Many processes in mammalian cells, including adhesion and migration, require dynamic rearrangements of specialized filament structures, which are collectively called the cytoskeleton. Those dynamic rearrangements are controlled in space and time by signaling proteins, including the Rho family of small GTPases. In this thesis, the development and application of techniques to measure and perturb the activity of RhoGTPases in space and time is presented. First, a miniaturized, intracellular protein interaction array was developed to study multiple protein interactions inside an individual living cell. Using this technology, two distinct protein interactions were simultaneously monitored in individual cells to uncover cell-to-cell variance in their dynamic response to acute pharmacological perturbation. To generate those intracellular interaction arrays, bio-orthogonal artificial receptors were used that do not perturb normal cellular function. To optimize the processing of those receptors on the secretory pathway, their design was systematically improved by deletion analysis and insertion of linkers and glycosylation motifs.
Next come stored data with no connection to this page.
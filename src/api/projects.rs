//! Project API endpoints.

use axum::{
    extract::{Path, State},
    Extension, Json,
};
use chrono::Utc;

use super::{created, error, require_text, success, ApiResult};
use crate::auth::Actor;
use crate::errors::AppError;
use crate::models::{
    CreateProjectRequest, CreateTaskRequest, DeveloperIdsRequest, EditRequirementsRequest,
    Project, Task, UpdateProjectRequest, User,
};
use crate::requirements;
use crate::AppState;

/// GET /api/projects - Projects the caller manages or works on.
pub async fn list_projects(
    State(state): State<AppState>,
    Extension(actor): Extension<Actor>,
) -> ApiResult<Vec<Project>> {
    match state.repo.list_projects(&actor).await {
        Ok(projects) => success(projects),
        Err(e) => error(e),
    }
}

/// POST /api/projects - Create a project with drafted requirements.
pub async fn create_project(
    State(state): State<AppState>,
    Extension(actor): Extension<Actor>,
    Json(request): Json<CreateProjectRequest>,
) -> ApiResult<Project> {
    actor.require_manager("create projects")?;
    require_text(&request.name, "Name is required")?;
    if request.deadline <= Utc::now() {
        return error(AppError::validation("Deadline must be in the future."));
    }

    let generated = requirements::generate(&request.scope);

    match state.repo.create_project(&actor, &request, &generated).await {
        Ok(project) => created(project),
        Err(e) => error(e),
    }
}

/// GET /api/projects/{id} - Get a single project.
pub async fn get_project(
    State(state): State<AppState>,
    Extension(actor): Extension<Actor>,
    Path(id): Path<String>,
) -> ApiResult<Project> {
    match state.repo.visible_project(&actor, &id).await {
        Ok(project) => success(project),
        Err(e) => error(e),
    }
}

/// PUT /api/projects/{id} - Update a project.
pub async fn update_project(
    State(state): State<AppState>,
    Extension(actor): Extension<Actor>,
    Path(id): Path<String>,
    Json(request): Json<UpdateProjectRequest>,
) -> ApiResult<Project> {
    actor.require_manager("update projects")?;
    if let Some(name) = &request.name {
        require_text(name, "Name is required")?;
    }

    match state.repo.update_project(&actor, &id, &request).await {
        Ok(project) => success(project),
        Err(e) => error(e),
    }
}

/// DELETE /api/projects/{id} - Delete a project and its tasks.
pub async fn delete_project(
    State(state): State<AppState>,
    Extension(actor): Extension<Actor>,
    Path(id): Path<String>,
) -> ApiResult<()> {
    actor.require_manager("delete projects")?;

    match state.repo.delete_project(&actor, &id).await {
        Ok(()) => success(()),
        Err(e) => error(e),
    }
}

/// GET /api/projects/{id}/developers - Developers on a project.
pub async fn list_project_developers(
    State(state): State<AppState>,
    Extension(actor): Extension<Actor>,
    Path(id): Path<String>,
) -> ApiResult<Vec<User>> {
    match state.repo.list_project_developers(&actor, &id).await {
        Ok(developers) => success(developers),
        Err(e) => error(e),
    }
}

/// POST /api/projects/{id}/developers - Assign developers to a project.
pub async fn add_project_developers(
    State(state): State<AppState>,
    Extension(actor): Extension<Actor>,
    Path(id): Path<String>,
    Json(request): Json<DeveloperIdsRequest>,
) -> ApiResult<Project> {
    actor.require_manager("assign developers")?;
    if request.developer_ids.is_empty() {
        return error(AppError::validation("No developers provided"));
    }

    let (project, added) = state
        .repo
        .add_project_developers(&actor, &id, &request.developer_ids)
        .await?;

    for developer_id in &added {
        state.notifications.publish(
            developer_id,
            format!("You have been added to project {}.", project.name),
        );
    }

    success(project)
}

/// DELETE /api/projects/{id}/developers/{developer_id} - Remove a developer.
pub async fn remove_project_developer(
    State(state): State<AppState>,
    Extension(actor): Extension<Actor>,
    Path((id, developer_id)): Path<(String, String)>,
) -> ApiResult<Project> {
    actor.require_manager("remove developers")?;

    match state
        .repo
        .remove_project_developer(&actor, &id, &developer_id)
        .await
    {
        Ok(project) => success(project),
        Err(e) => error(e),
    }
}

/// PUT /api/projects/{id}/requirements - Save edited requirement lists.
pub async fn edit_requirements(
    State(state): State<AppState>,
    Extension(actor): Extension<Actor>,
    Path(id): Path<String>,
    Json(request): Json<EditRequirementsRequest>,
) -> ApiResult<Project> {
    actor.require_manager("edit requirements")?;

    match state.repo.edit_requirements(&actor, &id, &request).await {
        Ok(project) => success(project),
        Err(e) => error(e),
    }
}

/// POST /api/projects/{id}/requirements/accept - Adopt the drafted requirements.
pub async fn accept_requirements(
    State(state): State<AppState>,
    Extension(actor): Extension<Actor>,
    Path(id): Path<String>,
) -> ApiResult<Project> {
    actor.require_manager("accept requirements")?;

    match state.repo.accept_requirements(&actor, &id).await {
        Ok(project) => success(project),
        Err(e) => error(e),
    }
}

/// GET /api/projects/{id}/tasks - Tasks of a project.
pub async fn list_project_tasks(
    State(state): State<AppState>,
    Extension(actor): Extension<Actor>,
    Path(id): Path<String>,
) -> ApiResult<Vec<Task>> {
    match state.repo.list_project_tasks(&actor, &id).await {
        Ok(tasks) => success(tasks),
        Err(e) => error(e),
    }
}

/// POST /api/projects/{id}/tasks - Create a task under a project.
pub async fn create_task(
    State(state): State<AppState>,
    Extension(actor): Extension<Actor>,
    Path(id): Path<String>,
    Json(request): Json<CreateTaskRequest>,
) -> ApiResult<Task> {
    actor.require_manager("create tasks")?;
    require_text(&request.title, "Title is required")?;

    let task = state.repo.create_task(&actor, &id, &request).await?;

    for developer_id in &task.developer_ids {
        state.notifications.publish(
            developer_id,
            format!("You have been assigned to task {}.", task.title),
        );
    }

    created(task)
}
//! Project model and request bodies.

use chrono::{DateTime, Utc};
use serde::{Deserialize, Serialize};

/// A project owned by exactly one manager.
#[derive(Debug, Clone, Serialize, Deserialize)]
pub struct Project {
    pub id: String,
    pub name: String,
    pub scope: String,
    pub deadline: DateTime<Utc>,
    pub manager_id: String,
    pub developer_ids: Vec<String>,
    pub functional_requirements: Vec<String>,
    pub non_functional_requirements: Vec<String>,
    /// Manager overrides of the generated requirements
    #[serde(skip_serializing_if = "Option::is_none")]
    pub edited_functional_requirements: Option<Vec<String>>,
    #[serde(skip_serializing_if = "Option::is_none")]
    pub edited_non_functional_requirements: Option<Vec<String>>,
    pub created_at: DateTime<Utc>,
    pub updated_at: DateTime<Utc>,
}

impl Project {
    pub fn is_managed_by(&self, user_id: &str) -> bool {
        self.manager_id == user_id
    }

    pub fn has_developer(&self, user_id: &str) -> bool {
        self.developer_ids.iter().any(|id| id == user_id)
    }
}

/// Request body for creating a new project.
#[derive(Debug, Clone, Deserialize)]
pub struct CreateProjectRequest {
    pub name: String,
    pub scope: String,
    pub deadline: DateTime<Utc>,
}

/// Request body for updating an existing project.
#[derive(Debug, Clone, Deserialize)]
pub struct UpdateProjectRequest {
    #[serde(default)]
    pub name: Option<String>,
    #[serde(default)]
    pub scope: Option<String>,
    #[serde(default)]
    pub deadline: Option<DateTime<Utc>>,
}

/// Request body for saving edited requirement lists.
#[derive(Debug, Clone, Deserialize)]
pub struct EditRequirementsRequest {
    #[serde(default)]
    pub functional_requirements: Option<Vec<String>>,
    #[serde(default)]
    pub non_functional_requirements: Option<Vec<String>>,
}

/// Request body naming developers to add to or remove from a project or task.
#[derive(Debug, Clone, Deserialize)]
pub struct DeveloperIdsRequest {
    pub developer_ids: Vec<String>,
}
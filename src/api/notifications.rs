//! Notification stream endpoint.

use std::convert::Infallible;

use axum::{
    extract::State,
    response::sse::{Event, KeepAlive, Sse},
    Extension,
};
use futures_util::{Stream, StreamExt};
use tokio_stream::wrappers::BroadcastStream;

use crate::auth::Actor;
use crate::AppState;

/// GET /api/notifications/stream - Server-sent events addressed to the caller.
pub async fn notification_stream(
    State(state): State<AppState>,
    Extension(actor): Extension<Actor>,
) -> Sse<impl Stream<Item = Result<Event, Infallible>>> {
    let receiver = state.notifications.subscribe(&actor.user_id);
    let user_id = actor.user_id;

    tracing::debug!(user_id = %user_id, "notification stream opened");

    let stream = async_stream::stream! {
        let mut updates = BroadcastStream::new(receiver);

        while let Some(result) = updates.next().await {
            match result {
                Ok(notification) => match serde_json::to_string(&notification) {
                    Ok(json) => {
                        yield Ok::<_, Infallible>(Event::default().event("notification").data(json));
                    }
                    Err(e) => {
                        tracing::warn!("Failed to serialize notification: {}", e);
                    }
                },
                Err(e) => {
                    tracing::debug!(user_id = %user_id, "notification receiver lagged: {}", e);
                }
            }
        }

        tracing::debug!(user_id = %user_id, "notification stream closed");
    };

    Sse::new(stream).keep_alive(KeepAlive::default())
}
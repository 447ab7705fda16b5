//! Requirement drafting from a project scope.
//!
//! Deterministic: one functional requirement per scope sentence plus the
//! fixed non-functional baseline.

/// Generated requirement lists for a project.
#[derive(Debug, Clone, PartialEq, Eq)]
pub struct GeneratedRequirements {
    pub functional: Vec<String>,
    pub non_functional: Vec<String>,
}

const NON_FUNCTIONAL_BASELINE: [&str; 3] = [
    "Performance: Processes requests quickly and accurately.",
    "Usability: The interface is intuitive and accessible to all users.",
    "Security: Protects user data and transaction information.",
];

/// Draft requirements for `scope`.
pub fn generate(scope: &str) -> GeneratedRequirements {
    let functional = scope
        .split(['.', '!', '?', '\n'])
        .map(str::trim)
        .filter(|sentence| !sentence.is_empty())
        .map(|sentence| format!("The system shall support: {}", sentence))
        .collect();

    GeneratedRequirements {
        functional,
        non_functional: NON_FUNCTIONAL_BASELINE
            .iter()
            .map(|s| s.to_string())
            .collect(),
    }
}

#[cfg(test)]
mod tests {
    use super::*;

    #[test]
    fn test_one_requirement_per_sentence() {
        let generated = generate("Customers place orders. Staff ship them!  ");
        assert_eq!(
            generated.functional,
            vec![
                "The system shall support: Customers place orders",
                "The system shall support: Staff ship them",
            ]
        );
        assert_eq!(generated.non_functional.len(), 3);
        assert!(generated.non_functional[2].starts_with("Security:"));
    }

    #[test]
    fn test_empty_scope_has_only_baseline() {
        let generated = generate("   ");
        assert!(generated.functional.is_empty());
        assert_eq!(generated, generate(""));
    }
}
//! Developer metrics records and the analytics response bodies.

use serde::{Deserialize, Serialize};

use crate::metrics::DeliveryStatus;

/// Per-developer counters, created on the first relevant event.
#[derive(Debug, Clone, Default, Serialize, Deserialize, PartialEq)]
pub struct DeveloperMetrics {
    pub developer_id: String,
    pub tasks_completed: i64,
    pub tasks_reassigned: i64,
    /// Two-term rolling average, in seconds
    pub average_completion_time: f64,
    pub total_delivery_time: i64,
    pub total_allocated_time: i64,
}

/// One row of `GET /metrics/developers`.
#[derive(Debug, Clone, Serialize, Deserialize)]
pub struct DeveloperRating {
    pub developer_id: String,
    /// Developer email address
    pub developer: String,
    pub tasks_completed: i64,
    pub average_completion_time: String,
    pub tasks_reassigned: i64,
    pub average_delivery_status: DeliveryStatus,
    pub rating: f64,
}

/// Result of the single-task detailed review.
#[derive(Debug, Clone, Serialize, Deserialize)]
pub struct TaskReview {
    pub task_id: String,
    pub time_taken: String,
    pub allocated_time: String,
    pub time_difference: String,
    pub delivery_status: DeliveryStatus,
    pub time_taken_seconds: i64,
    pub allocated_time_seconds: i64,
}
Those optimizations lead to a significant improvement of the plasma membrane targeting of artificial receptors. To perturb protein activities in living cells, a new class of optimized artificial receptors, termed ‘ActivatorPARCs’ was generated, that are based on subcellular targeting via chemically induced dimerization. Recruitment of ActivatorPARCs to subcellular regions in the plasma membrane enabled perturbation of RhoGTPase activity in space and time. To increase the speed of this perturbation and to enable more flexible control of spatial perturbations, ActivatorPARCs that are based on photo chemically induced dimerization were generated. Lateral diffusion of the uncaged photodimerizer was eliminated by covalent linkage on immobilized receptors. This enabled 'Molecular activity painting', a novel technique, in which rapid and stable perturbations can be directly “painted” with light inside individual living cells. The application of those tools to directly study spatio-temporal signal propagation in cellular reaction networks is discussed.